5 Millennial Artists You Should Know About

William Carlos Williams said, “It is difficult to get the news from poems yet men die miserably every day for lack of what is found there.”

Not to fear, the millennials will live forever through their educated appreciation of the arts. These five young artists are proof that art from the next great generation will continue to rise through instant exchanges with social, political and cultural stimuli as well as a healthy dose of what can’t be covered by the news.

1. Ryan Trecartin

Filmmaker and artist, Trecartin is the unofficial figurehead of millennial artists. His first feature-length film, A Family Finds Entertainment (2004) was his BFA thesis project at Rhode Island School of Design. It’s no accident that this young artist has since shown work in the forms of video, sculpture, new media and installation in countless shows around the globe. Trecartin appeals to the millennial's ability of information absorption. Said Patrick Langley, “Trecartin’s films don’t pretend to distill or filter, but spew and sputter like information overflow pipes.” He’s also made his work incredibly accessible to us by uploading his video projects to Vimeo. His newest project, not yet titled, premiered at the Venice Biennale at the end of May.

2. Rosson Crow

Millennials are, perhaps prematurely, infatuated with nostalgia.  While some of us express this through Instagram and eating Lucky Charms, Rosson Crow has struck members of every generation with her “exuberant large-scale depictions of nostalgia-laden interiors that blend historical allusion and theatrical illusion.” You can see her work July 16-August 17 at Friedman Benda in New York. The group exhibition, And those who were seen dancing were thought to be insane by those who could not hear the music, will feature “a group of artists who define the collective party experience.” Crow’s work dances to the music of vaudeville in a manner millennials and everyone are the room hear loud and clear.  

3. Kenneth Pietrobono

Pietrobono creates installations and other works which can scream or whisper their social/political themes, depending on how closely you pay attention. Regardless of the volume, his single voice both speaks to and represents his peers in New York City and beyond. You may have seen him around town. He’s the guy wearing political phrases printed on his t-shirts, but he hasn’t stopped there. From June 2- September 2, you can see Jackson Park’s first public art installation, Selections from the Modern Landscape (Jackson Square) in which Pietrobono has created signage to encourage reflection on “the infrastructure of modern day society.”

4. Rosie Herrera Dance Company

Unlike other artists who speak directly to millennials, Herrera defines the art of this generation by shying from definition. I had the pleasure of seeing her biggest work, Various Stages of Drowning: A Cabaret, in various stages of development, first in 2009 at the American Dance Festival and on the same stage in 2011. This multimedia collection of video, dance, sketch comedy and drag reveals surreal lands and narratives, each as poignant as it is entertaining. On a whole, Herrera's work reflects her colorful Miami upbringing, her history with the cabaret as well as her substantial training at the New World School where she graduated in 2006.  Following the company's appearances at the Joyce and the Baryshnikov Arts Center, the American Dance Festival is commissioning yet another new work this summer.

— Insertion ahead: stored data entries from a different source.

//! Line-comment stripping for `.jsonc` settings documents.
//!
//! Everything from a `//` marker to the end of its line is removed, but only
//! when the marker sits outside a string literal. A value such as
//! `"smtp_server": "mail//relay"` therefore survives intact. Block comments
//! (`/* */`) are not supported.

/// Returns `input` with all `//` line comments removed.
///
/// Line structure is preserved so `serde_json` error positions still point at
/// the right line of the original file.
#[must_use]
pub fn strip_line_comments(input: &str) -> String {
    let mut out = String::with_capacity(input.len());

    for (i, line) in input.split('\n').enumerate() {
        if i > 0 {
            out.push('\n');
        }
        match comment_start(line) {
            Some(pos) => out.push_str(line[..pos].trim_end()),
            None => out.push_str(line),
        }
    }

    out
}

/// Byte offset of the first `//` outside a string literal, if any.
fn comment_start(line: &str) -> Option<usize> {
    let bytes = line.as_bytes();
    let mut in_string = false;
    let mut escaped = false;

    for (i, &b) in bytes.iter().enumerate() {
        if in_string {
            if escaped {
                escaped = false;
            } else if b == b'\\' {
                escaped = true;
            } else if b == b'"' {
                in_string = false;
            }
            continue;
        }

        match b {
            b'"' => in_string = true,
            b'/' if bytes.get(i + 1) == Some(&b'/') => return Some(i),
            _ => {}
        }
    }

    None
}
pub mod attachment;
pub mod email;
pub mod outcome;
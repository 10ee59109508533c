use crate::api::AppState;
use crate::error::AppError;
use axum::{
    extract::{Request, State},
    http::HeaderMap,
    middleware::Next,
    response::Response,
};
use ipnetwork::IpNetwork;
use std::collections::BTreeMap;
use std::net::IpAddr;

pub const API_KEY_HEADER: &str = "x-api-key";

/// Headers never copied into an outcome record.
const SECRET_HEADERS: [&str; 4] = [API_KEY_HEADER, "authorization", "cookie", "proxy-authorization"];

/// Rejects mail requests whose `X-API-Key` does not match the configured key.
/// A blank configured key disables the check.
///
/// # Errors
/// Returns `AppError::Forbidden` on a missing or mismatched key.
pub async fn require_api_key(State(state): State<AppState>, req: Request, next: Next) -> Result<Response, AppError> {
    if state.settings.is_api_key_auth_enabled() {
        let provided = req.headers().get(API_KEY_HEADER).and_then(|v| v.to_str().ok());
        if provided != Some(state.settings.api_key.as_str()) {
            return Err(AppError::Forbidden);
        }
    }
    Ok(next.run(req).await)
}

/// Works out the originating client address behind reverse proxies.
#[derive(Clone, Debug, Default)]
pub struct ClientIpResolver {
    trusted_proxies: Vec<IpNetwork>,
}

impl ClientIpResolver {
    #[must_use]
    pub const fn new(trusted_proxies: Vec<IpNetwork>) -> Self {
        Self { trusted_proxies }
    }

    /// Forwarding headers are only believed when the TCP peer is a trusted
    /// proxy. `X-Real-IP` wins, then the right-most `X-Forwarded-For` entry
    /// outside the trusted ranges.
    #[must_use]
    pub fn resolve(&self, headers: &HeaderMap, peer_addr: IpAddr) -> IpAddr {
        if !self.is_trusted(&peer_addr) {
            return peer_addr;
        }

        if let Some(real_ip) =
            headers.get("x-real-ip").and_then(|v| v.to_str().ok()).and_then(|s| s.trim().parse::<IpAddr>().ok())
        {
            return real_ip;
        }

        headers
            .get("x-forwarded-for")
            .and_then(|v| v.to_str().ok())
            .and_then(|xff| {
                xff.rsplit(',').filter_map(|s| s.trim().parse::<IpAddr>().ok()).find(|ip| !self.is_trusted(ip))
            })
            .unwrap_or(peer_addr)
    }

    fn is_trusted(&self, ip: &IpAddr) -> bool {
        self.trusted_proxies.iter().any(|net| net.contains(*ip))
    }
}

/// First value of every header that is valid UTF-8, minus credentials.
#[must_use]
pub fn sanitize_headers(headers: &HeaderMap) -> BTreeMap<String, String> {
    headers
        .keys()
        .filter(|name| !SECRET_HEADERS.contains(&name.as_str()))
        .filter_map(|name| {
            let value = headers.get(name)?.to_str().ok()?;
            Some((name.as_str().to_string(), value.to_string()))
        })
        .collect()
}
use serde::{Deserialize, Serialize};

#[derive(Debug, Serialize, Deserialize)]
pub struct HealthResponse {
    pub status: String,
    pub timestamp: String,
    pub version: String,
}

5. Zane Lewis (not the country musician)

Multimedia art defines the millennial generation because it mimics the Attention Deficit Disorder we’ve all acquired, being nurtured by instant media. Lewis’s hybrid of painting and sculpture is literally covered in shiny objects. He’s known not only for breaking the barriers of medium, but also for “making art bleed” by dripping paint off the canvas and onto the gallery floor. Although Lewis proclaimed himself temporarily dead in 2009, he has been living and working in Brooklyn, so keep your eyes peeled.